Dataset entries

>>>

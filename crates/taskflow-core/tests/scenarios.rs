//! End-to-end scenarios for the graph progression engine, exercised against
//! the in-memory store, execution queue and event publisher.

use std::collections::HashSet;
use std::sync::Arc;

use taskflow_core::{
    BrokerIngress, Dispatcher, GraphId, GraphState, InMemoryBroker, InMemoryEntityStore,
    InMemoryExecutionQueue, InboundEvent, OutboundEvent, ProgressionEngine, QueueCall,
    RawMessage, RecordingPublisher, Task, TaskGraph, TaskGraphStore, TaskId, TaskStore,
};

struct Harness {
    store: Arc<InMemoryEntityStore>,
    queue: Arc<InMemoryExecutionQueue>,
    publisher: Arc<RecordingPublisher>,
    engine: ProgressionEngine,
}

impl Harness {
    fn new() -> Self {
        let store = Arc::new(InMemoryEntityStore::new());
        let queue = Arc::new(InMemoryExecutionQueue::new());
        let publisher = Arc::new(RecordingPublisher::new());
        let engine = ProgressionEngine::new(
            store.clone() as Arc<dyn TaskStore>,
            store.clone() as Arc<dyn TaskGraphStore>,
            queue.clone() as Arc<dyn taskflow_core::ExecutionQueueClient>,
            publisher.clone() as Arc<dyn taskflow_core::EventPublisher>,
            None,
        );
        Self {
            store,
            queue,
            publisher,
            engine,
        }
    }

    async fn graph(&self, id: &GraphId) -> TaskGraph {
        TaskGraphStore::load(self.store.as_ref(), id)
            .await
            .expect("graph load should not error")
            .expect("graph should exist")
    }

    async fn task(&self, graph_id: &GraphId, task_id: &TaskId) -> Task {
        TaskStore::load(
            self.store.as_ref(),
            &taskflow_core::TaskKey::new(graph_id.clone(), task_id.clone()),
        )
        .await
        .expect("task load should not error")
        .expect("task should exist")
    }
}

fn seed_linear_chain(store: &InMemoryEntityStore, graph_id: &GraphId, reruns: u32) -> String {
    let routing = format!("default.{graph_id}");

    let mut a = Task::new(graph_id.clone(), TaskId::new("a"), 0);
    a.dependents.insert(TaskId::new("b"));

    let mut b = Task::new(graph_id.clone(), TaskId::new("b"), reruns);
    b.requires.insert(TaskId::new("a"));
    b.dependents.insert(TaskId::new("c"));

    let mut c = Task::new(graph_id.clone(), TaskId::new("c"), reruns);
    c.requires.insert(TaskId::new("b"));

    store.put_task(a);
    store.put_task(b);
    store.put_task(c);

    let mut leaves = HashSet::new();
    leaves.insert(TaskId::new("c"));
    store.put_graph(TaskGraph::new(graph_id.clone(), routing.clone(), leaves));
    routing
}

/// Two independent leaves, `left` and `right`, both required for the graph
/// to finish; neither depends on the other.
fn seed_diamond(store: &InMemoryEntityStore, graph_id: &GraphId) -> String {
    let routing = format!("default.{graph_id}");

    let left = Task::new(graph_id.clone(), TaskId::new("left"), 0);
    let right = Task::new(graph_id.clone(), TaskId::new("right"), 0);
    store.put_task(left);
    store.put_task(right);

    let mut leaves = HashSet::new();
    leaves.insert(TaskId::new("left"));
    leaves.insert(TaskId::new("right"));
    store.put_graph(TaskGraph::new(graph_id.clone(), routing.clone(), leaves));
    routing
}

#[tokio::test]
async fn linear_chain_finishes() {
    let h = Harness::new();
    let graph_id = GraphId::new("g-linear");
    let routing = seed_linear_chain(&h.store, &graph_id, 0);

    for task_id in ["a", "b", "c"] {
        h.engine
            .handle_task_completed(graph_id.clone(), TaskId::new(task_id), None, None)
            .await
            .expect("handler should succeed");
    }

    let graph = h.graph(&graph_id).await;
    assert_eq!(graph.state, GraphState::Finished);

    let published = h.publisher.published();
    assert_eq!(published.len(), 1);
    match &published[0] {
        OutboundEvent::TaskGraphFinished { routing: event_routing, .. } => {
            assert_eq!(event_routing, &routing);
        }
        other => panic!("expected TaskGraphFinished, got {other:?}"),
    }

    assert_eq!(
        h.queue.calls(),
        vec![
            QueueCall::Schedule(graph_id.clone(), TaskId::new("b")),
            QueueCall::Schedule(graph_id.clone(), TaskId::new("c")),
        ]
    );
}

#[tokio::test]
async fn rerun_budget_consumed_then_blocks() {
    let h = Harness::new();
    let graph_id = GraphId::new("g-rerun");
    let routing = seed_linear_chain(&h.store, &graph_id, 1);

    h.engine
        .handle_task_completed(graph_id.clone(), TaskId::new("a"), None, None)
        .await
        .unwrap();

    // b has 1 rerun left: first soft failure should trigger a rerun, not a block.
    h.engine
        .handle_task_failed(graph_id.clone(), TaskId::new("b"), false, None, None)
        .await
        .unwrap();
    assert_eq!(
        h.queue.calls(),
        vec![
            QueueCall::Schedule(graph_id.clone(), TaskId::new("b")),
            QueueCall::Rerun(graph_id.clone(), TaskId::new("b")),
        ]
    );
    assert!(h.publisher.published().is_empty());

    // Budget exhausted: the next soft failure blocks the graph.
    h.engine
        .handle_task_failed(graph_id.clone(), TaskId::new("b"), false, None, None)
        .await
        .unwrap();

    let graph = h.graph(&graph_id).await;
    assert_eq!(graph.state, GraphState::Blocked);
    let published = h.publisher.published();
    assert_eq!(published.len(), 1);
    match &published[0] {
        OutboundEvent::TaskGraphBlocked { task_id, routing: event_routing, .. } => {
            assert_eq!(task_id, &TaskId::new("b"));
            assert_eq!(event_routing, &routing);
        }
        other => panic!("expected TaskGraphBlocked, got {other:?}"),
    }

    // A budget-exhausted soft failure is still a *completed* task (spec
    // §4.6 step 1), unlike a hard failure — never `hard_failure()`.
    let b = h.task(&graph_id, &TaskId::new("b")).await;
    let resolution = b.resolution.expect("b should be resolved");
    assert!(resolution.completed);
    assert!(!resolution.success);
}

#[tokio::test]
async fn hard_failure_bypasses_rerun() {
    let h = Harness::new();
    let graph_id = GraphId::new("g-hard");
    let routing = seed_linear_chain(&h.store, &graph_id, 5);

    h.engine
        .handle_task_completed(graph_id.clone(), TaskId::new("a"), None, None)
        .await
        .unwrap();

    h.engine
        .handle_task_failed(graph_id.clone(), TaskId::new("b"), true, None, None)
        .await
        .unwrap();

    // No rerun call was made despite the task still having budget left.
    assert!(!h
        .queue
        .calls()
        .iter()
        .any(|call| matches!(call, QueueCall::Rerun(..))));

    let graph = h.graph(&graph_id).await;
    assert_eq!(graph.state, GraphState::Blocked);
    match &h.publisher.published()[0] {
        OutboundEvent::TaskGraphBlocked { task_id, routing: event_routing, .. } => {
            assert_eq!(task_id, &TaskId::new("b"));
            assert_eq!(event_routing, &routing);
        }
        other => panic!("expected TaskGraphBlocked, got {other:?}"),
    }

    // A hard failure never completed (spec §4.5 step 1): `{completed:
    // false, success: false}`, distinct from a budget-exhausted soft
    // failure.
    let b = h.task(&graph_id, &TaskId::new("b")).await;
    let resolution = b.resolution.expect("b should be resolved");
    assert!(!resolution.completed);
    assert!(!resolution.success);
}

#[tokio::test]
async fn duplicate_completion_delivery_is_idempotent() {
    let h = Harness::new();
    let graph_id = GraphId::new("g-dup");
    let _routing = seed_linear_chain(&h.store, &graph_id, 0);

    for task_id in ["a", "b", "c"] {
        h.engine
            .handle_task_completed(graph_id.clone(), TaskId::new(task_id), None, None)
            .await
            .unwrap();
    }

    // Redeliver the final completion. It must not re-finish or re-publish.
    h.engine
        .handle_task_completed(graph_id.clone(), TaskId::new("c"), None, None)
        .await
        .unwrap();

    assert_eq!(h.publisher.published().len(), 1);
}

#[tokio::test]
async fn concurrent_completion_of_last_two_leaves_finishes_once() {
    let h = Harness::new();
    let graph_id = GraphId::new("g-diamond");
    let routing = seed_diamond(&h.store, &graph_id);

    let left = h
        .engine
        .handle_task_completed(graph_id.clone(), TaskId::new("left"), None, None);
    let right = h
        .engine
        .handle_task_completed(graph_id.clone(), TaskId::new("right"), None, None);
    let (left, right) = tokio::join!(left, right);
    left.unwrap();
    right.unwrap();

    let graph = h.graph(&graph_id).await;
    assert_eq!(graph.state, GraphState::Finished);
    let published = h.publisher.published();
    assert_eq!(published.len(), 1);
    match &published[0] {
        OutboundEvent::TaskGraphFinished { routing: event_routing, .. } => {
            assert_eq!(event_routing, &routing);
        }
        other => panic!("expected TaskGraphFinished, got {other:?}"),
    }
}

#[tokio::test]
async fn already_blocked_graph_ignores_further_failures() {
    let h = Harness::new();
    let graph_id = GraphId::new("g-blocked");
    let _routing = seed_linear_chain(&h.store, &graph_id, 0);

    h.engine
        .handle_task_completed(graph_id.clone(), TaskId::new("a"), None, None)
        .await
        .unwrap();
    h.engine
        .handle_task_failed(graph_id.clone(), TaskId::new("b"), true, None, None)
        .await
        .unwrap();
    assert_eq!(h.publisher.published().len(), 1);

    // A second, unrelated task in the same already-blocked graph fails hard.
    h.engine
        .handle_task_failed(graph_id.clone(), TaskId::new("c"), true, None, None)
        .await
        .unwrap();

    assert_eq!(h.publisher.published().len(), 1);
}

/// A `task-completed` message with `success=false` must be routed through
/// the rerun-vs-block budget check (spec §4.3/§4.6), never treated as a
/// successful completion, exercised through the real `Dispatcher` so the
/// wire-level routing decision is covered, not just the progression engine.
#[tokio::test]
async fn soft_failure_completion_event_consumes_rerun_budget() {
    let store = Arc::new(InMemoryEntityStore::new());
    let queue = Arc::new(InMemoryExecutionQueue::new());
    let publisher = Arc::new(RecordingPublisher::new());
    let graph_id = GraphId::new("g-soft");
    let routing = seed_linear_chain(&store, &graph_id, 1);

    let engine = Arc::new(ProgressionEngine::new(
        store.clone() as Arc<dyn TaskStore>,
        store.clone() as Arc<dyn TaskGraphStore>,
        queue.clone() as Arc<dyn taskflow_core::ExecutionQueueClient>,
        publisher.clone() as Arc<dyn taskflow_core::EventPublisher>,
        None,
    ));
    let broker = Arc::new(InMemoryBroker::new());
    let dispatcher = Dispatcher::new(broker.clone() as Arc<dyn BrokerIngress>, engine, 8);

    let event = InboundEvent::TaskCompleted {
        task_graph_id: graph_id.clone(),
        task_id: TaskId::new("b"),
        success: false,
        result_url: None,
        logs_url: None,
    };
    let payload = serde_json::to_value(&event).unwrap();
    dispatcher
        .dispatch(RawMessage {
            routing_key: format!("{routing}.taskCompleted"),
            payload,
        })
        .await;

    // Budget consumed, no terminal event, task still live, exactly as a
    // `task-failed, hard=false` delivery would have behaved.
    assert_eq!(
        queue.calls(),
        vec![QueueCall::Rerun(graph_id.clone(), TaskId::new("b"))]
    );
    assert!(publisher.published().is_empty());
    let b = TaskStore::load(
        store.as_ref(),
        &taskflow_core::TaskKey::new(graph_id.clone(), TaskId::new("b")),
    )
    .await
    .unwrap()
    .unwrap();
    assert!(b.resolution.is_none());
    assert_eq!(b.reruns_left, 0);
}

<<<

After identifying the lines above that contain "payload", copy each one.

RESPONSE AREA
    let payload = serde_json::to_value(&event).unwrap();
            payload,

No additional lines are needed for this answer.